Larry Summers has resigned as President of Harvard, ahead of a no-confidence vote among the academic staff of the institution. In his Letter to the Harvard Community he writes:
I have notified the Harvard Corporation that I will resign as President of the University as of June 30, 2006. Working closely with all parts of the Harvard community, and especially with our remarkable students, has been one of the great joys of my professional life. However, I have reluctantly concluded that the rifts between me and segments of the Arts and Sciences faculty make it infeasible for me to advance the agenda of renewal that I see as crucial to Harvard’s future. I believe, therefore, that it is best for the University to have new leadership.
Harvard’s greatness has always come from its ability to evolve as the world and its demands change – to educate and draw forth the energy of each successive generation in new and creative ways. Believing deeply that complacency is among the greatest risks facing Harvard, I have sought for the last five years to prod and challenge the University to reach for the most ambitious goals in creative ways. There surely have been times when I could have done this in wiser or more respectful ways. My sense of urgency has stemmed from my conviction that Harvard has a special ability to make a real difference in a world desperately in need of wisdom of all kinds.
The surprising thing is that he has lasted this long, given the complacency and political correctness of the Harvard humanities establishment. There’s a good analysis of his ‘mistakes’ in the NYT. Mistake No. 1 is “If the board says it wants you to ‘shake things up’ and ‘bring change,’ don’t believe them.” After taking sabbatical leave, Summers will return to Harvard as an ordinary prof. Well, as ordinary as he can manage anyway.
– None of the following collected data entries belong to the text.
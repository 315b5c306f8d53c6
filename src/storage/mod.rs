//! @acp:module "Storage"
//! @acp:summary "Generic key-value persistence and typed repository"
//! @acp:domain storage
//! @acp:layer io
//!
//! Records are JSON values under namespaced keys:
//!
//! - `answers` holds the current [`AnswerSet`](crate::questionnaire::AnswerSet)
//! - `documents/<type>` holds the current [`GeneratedDocument`](crate::document::GeneratedDocument)
//! - `history/<type>` holds the append-only list of version records

mod file;
mod memory;
mod repository;
#[cfg(feature = "sqlite")]
mod sqlite;

use serde_json::Value;

use crate::error::{PolicyError, Result};

pub use file::FileStore;
pub use memory::MemoryStore;
pub use repository::{Repository, SaveOutcome};
#[cfg(feature = "sqlite")]
pub use sqlite::SqliteStore;

/// Storage keys
pub mod keys {
    use crate::document::DocumentType;

    pub const ANSWERS: &str = "answers";

    pub fn document(document_type: DocumentType) -> String {
        format!("documents/{}", document_type.as_str())
    }

    pub fn history(document_type: DocumentType) -> String {
        format!("history/{}", document_type.as_str())
    }
}

/// Minimal key-value backend
pub trait KeyValueStore {
    fn get(&self, key: &str) -> Result<Option<Value>>;

    /// Store `value`; returns `false` when nothing was written because the
    /// stored value is already identical
    fn put(&mut self, key: &str, value: Value) -> Result<bool>;

    /// Returns whether the key existed
    fn delete(&mut self, key: &str) -> Result<bool>;

    /// Append to the list stored under `key`, creating it if needed
    fn append(&mut self, key: &str, value: Value) -> Result<()> {
        let mut items = match self.get(key)? {
            Some(Value::Array(items)) => items,
            Some(_) => return Err(PolicyError::save(key, "existing value is not a list")),
            None => Vec::new(),
        };
        items.push(value);
        self.put(key, Value::Array(items))?;
        Ok(())
    }
}

impl<S: KeyValueStore + ?Sized> KeyValueStore for Box<S> {
    fn get(&self, key: &str) -> Result<Option<Value>> {
        (**self).get(key)
    }

    fn put(&mut self, key: &str, value: Value) -> Result<bool> {
        (**self).put(key, value)
    }

    fn delete(&mut self, key: &str) -> Result<bool> {
        (**self).delete(key)
    }

    fn append(&mut self, key: &str, value: Value) -> Result<()> {
        (**self).append(key, value)
    }
}

/// Keys are lowercase identifiers separated by `/`
pub(crate) fn validate_key(key: &str) -> Result<()> {
    let valid = !key.is_empty()
        && key.split('/').all(|part| {
            !part.is_empty()
                && part
                    .chars()
                    .all(|c| c.is_ascii_lowercase() || c.is_ascii_digit() || c == '_' || c == '-')
        });
    if valid {
        Ok(())
    } else {
        Err(PolicyError::validation("storage key", format!("invalid key '{}'", key)))
    }
}

#[cfg(test)]
mod tests {
    use super::*;
    use crate::document::DocumentType;

    #[test]
    fn test_keys_are_namespaced() {
        assert_eq!(keys::document(DocumentType::CookiePolicy), "documents/cookie_policy");
        assert_eq!(keys::history(DocumentType::CookiePolicy), "history/cookie_policy");
    }

    #[test]
    fn test_validate_key() {
        assert!(validate_key("history/privacy_policy").is_ok());
        assert!(validate_key("../etc/passwd").is_err());
        assert!(validate_key("a//b").is_err());
        assert!(validate_key("").is_err());
    }
}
Alan Dershowitz, the celebrated law professor, is profoundly irritated by what’s happened. “A PLURALITY of one faculty has brought about an academic coup d’etat against not only Harvard University president Lawrence Summers but also against the majority of students, faculty, and alumni”, he wrote in the Boston Globe.
The Faculty of Arts and Sciences, which forced Summers’s resignation by voting a lack of confidence in him last March and threatening to do so again on Feb. 28, is only one component of Harvard University and is hardly representative of widespread attitudes on the campus toward Summers. The graduate faculties, the students, and the alumni generally supported Summers for his many accomplishments. The Faculty of Arts and Sciences includes, in general, some of the most radical, hard-left elements within Harvard’s diverse constituencies. And let there be no mistake about the origin of Summers’s problem with that particular faculty: It started as a hard left-center conflict. Summers committed the cardinal sin against the academic hard left: He expressed politically incorrect views regarding gender, race, religion, sexual preference, and the military.
It’s worth noting that Summers was wildly popular with Harvard students, possibly because of his views that (i) the professorial community wasn’t terribly interested in providing Harvard’s student ‘customers’ (who pay upwards of $50,000 a year) with much in the way of ‘service’, and (ii) something should be done about that.